Wednesday, April 4, 2012

Long Time Coming.


Five former New Orleans police officers have been sentenced to prison terms ranging from six to 65 years for their roles in deadly shootings of unarmed residents in the chaotic days after Hurricane Katrina.

The presiding judge lashed out at prosecutors for two hours on Wednesday on their handling of the case in which police shot six people at a bridge on September 4, 2005, killing two, less than a week after Katrina made landfall.

To make the shootings appear justified, officers conspired to plant a gun, fabricate witnesses and falsify reports. The case became the centerpiece of the US Justice Department's push to clean up the troubled New Orleans Police Department.

Kenneth Bowen, Robert Gisevius, Anthony Villavaso and Robert Faulcon were convicted of federal firearms charges that carried mandatory minimum prison sentences of at least 35 years. Retired officer Arthur Kaufman, who was assigned to investigate the shootings, was convicted of helping orchestrate the cover-up.
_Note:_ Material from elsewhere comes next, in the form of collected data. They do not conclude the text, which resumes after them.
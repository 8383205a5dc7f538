use std::collections::HashMap;
use std::fs;
use std::io::Write;
use std::path::PathBuf;

use log::{debug, warn};
use serde::{Deserialize, Serialize};
use tempfile::NamedTempFile;

use crate::config::GeneratorConfig;
use crate::error::{Error, Result};
use crate::io;
use crate::model::generator::TextGenerator;
use crate::model::ngram::Ngram;

/// Version written in every snapshot. Other versions are not read back.
pub const SNAPSHOT_VERSION: u16 = 1;

/// File extension of dictionaries stored by `FolderStorage`.
pub const DICTIONARY_EXTENSION: &str = "dict";

/// Serialized form of a dictionary: its full context table.
///
/// Each ngram keeps its counts and its cached top-2, so a restored
/// dictionary is equal to the saved one.
#[derive(Serialize, Deserialize, Debug, Clone, PartialEq)]
pub struct Snapshot {
	version: u16,
	ngrams: HashMap<String, Ngram>,
}

impl Snapshot {
	/// Captures the context table of `generator`.
	pub fn capture(generator: &TextGenerator) -> Self {
		Self { version: SNAPSHOT_VERSION, ngrams: generator.ngrams().clone() }
	}

	/// Snapshot of an empty dictionary.
	pub fn empty() -> Self {
		Self { version: SNAPSHOT_VERSION, ngrams: HashMap::new() }
	}

	/// Rebuilds a generator from the snapshot.
	///
	/// Cached top-2 lists that disagree with their counts are recomputed.
	pub fn restore(self, config: GeneratorConfig) -> TextGenerator {
		let mut ngrams = self.ngrams;
		for (context, ngram) in ngrams.iter_mut() {
			if ngram.refresh_top() {
				warn!("Stale top-2 cache for context '{context}' recomputed");
			}
		}
		TextGenerator::with_ngrams(config, ngrams)
	}

	/// Encodes the snapshot with `postcard`.
	pub fn encode(&self) -> Result<Vec<u8>> {
		Ok(postcard::to_stdvec(self)?)
	}

	/// Decodes a snapshot stored under `name`.
	///
	/// Unreadable data and unknown versions are reported as `Error::NotFound`.
	pub fn decode(name: &str, bytes: &[u8]) -> Result<Self> {
		let snapshot: Self = postcard::from_bytes(bytes).map_err(|e| {
			warn!("Dictionary '{name}' cannot be decoded: {e}");
			Error::NotFound(name.to_owned())
		})?;
		if snapshot.version != SNAPSHOT_VERSION {
			warn!("Dictionary '{name}' has unsupported version {}", snapshot.version);
			return Err(Error::NotFound(name.to_owned()));
		}
		Ok(snapshot)
	}
}

/// Where dictionaries live between sessions.
pub trait Storage {
	/// Names of all stored dictionaries, sorted.
	fn list_available(&self) -> Result<Vec<String>>;

	/// Loads the dictionary `name`.
	///
	/// # Errors
	/// `Error::NotFound` if it does not exist or cannot be decoded.
	fn load(&self, name: &str) -> Result<Snapshot>;

	/// Stores `snapshot` as `name`, replacing any previous version.
	fn save(&mut self, name: &str, snapshot: &Snapshot) -> Result<()>;

	/// Removes the dictionary `name`.
	///
	/// # Errors
	/// `Error::NotFound` if it does not exist.
	fn delete(&mut self, name: &str) -> Result<()>;

	fn contains(&self, name: &str) -> Result<bool> {
		Ok(self.list_available()?.iter().any(|n| n == name))
	}
}

/// Stores each dictionary as a `<name>.dict` file in one folder.
///
/// Writes go to a temporary file first, which then replaces the target, so
/// an interrupted save never leaves a truncated dictionary behind.
#[derive(Debug, Clone)]
pub struct FolderStorage {
	folder: PathBuf,
}

impl FolderStorage {
	/// Creates a storage over `folder`. `"."` means the current directory.
	///
	/// The folder is created on the first save.
	pub fn new(folder: &str) -> Self {
		Self { folder: io::normalize_folder(folder) }
	}

	fn path_of(&self, name: &str) -> PathBuf {
		self.folder.join(format!("{name}.{DICTIONARY_EXTENSION}"))
	}
}

impl Storage for FolderStorage {
	fn list_available(&self) -> Result<Vec<String>> {
		if !self.folder.is_dir() {
			return Ok(Vec::new());
		}
		io::list_stems(&self.folder, DICTIONARY_EXTENSION)
	}

	fn load(&self, name: &str) -> Result<Snapshot> {
		let path = self.path_of(name);
		let bytes = match fs::read(&path) {
			Ok(bytes) => bytes,
			Err(e) if e.kind() == std::io::ErrorKind::NotFound => return Err(Error::NotFound(name.to_owned())),
			Err(e) => return Err(e.into()),
		};
		debug!("Read {} bytes from {}", bytes.len(), path.display());
		Snapshot::decode(name, &bytes)
	}

	fn save(&mut self, name: &str, snapshot: &Snapshot) -> Result<()> {
		fs::create_dir_all(&self.folder)?;
		let bytes = snapshot.encode()?;

		let mut temp_file = NamedTempFile::new_in(&self.folder)?;
		temp_file.write_all(&bytes)?;
		temp_file.as_file().sync_all()?;
		temp_file.persist(self.path_of(name))?;

		debug!("Wrote {} bytes for dictionary '{name}'", bytes.len());
		Ok(())
	}

	fn delete(&mut self, name: &str) -> Result<()> {
		match fs::remove_file(self.path_of(name)) {
			Ok(()) => Ok(()),
			Err(e) if e.kind() == std::io::ErrorKind::NotFound => Err(Error::NotFound(name.to_owned())),
			Err(e) => Err(e.into()),
		}
	}
}

/// Keeps encoded dictionaries in memory.
#[derive(Debug, Default, Clone)]
pub struct MemoryStorage {
	dictionaries: HashMap<String, Vec<u8>>,
}

impl MemoryStorage {
	pub fn new() -> Self {
		Self::default()
	}

	/// Stores raw bytes under `name`, bypassing encoding.
	pub fn insert_raw(&mut self, name: &str, bytes: Vec<u8>) {
		self.dictionaries.insert(name.to_owned(), bytes);
	}
}

impl Storage for MemoryStorage {
	fn list_available(&self) -> Result<Vec<String>> {
		let mut names: Vec<String> = self.dictionaries.keys().cloned().collect();
		names.sort();
		Ok(names)
	}

	fn load(&self, name: &str) -> Result<Snapshot> {
		let bytes = self.dictionaries.get(name).ok_or_else(|| Error::NotFound(name.to_owned()))?;
		Snapshot::decode(name, bytes)
	}

	fn save(&mut self, name: &str, snapshot: &Snapshot) -> Result<()> {
		self.dictionaries.insert(name.to_owned(), snapshot.encode()?);
		Ok(())
	}

	fn delete(&mut self, name: &str) -> Result<()> {
		self.dictionaries
			.remove(name)
			.map(|_| ())
			.ok_or_else(|| Error::NotFound(name.to_owned()))
	}
}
http://www.aljazeera.com/news/americas/2012/04/201244232716640162.html

Better late than never I suppose.

1 comment:

Cujo359 said...

With all the Occupy things that have been going on in New York and Oakland recently, and what's likely to go on in Chicago this May, I have to ask myself how many large cities wouldn't try to cover up such an action by their police these days.

I'm growing cynical in my dotage.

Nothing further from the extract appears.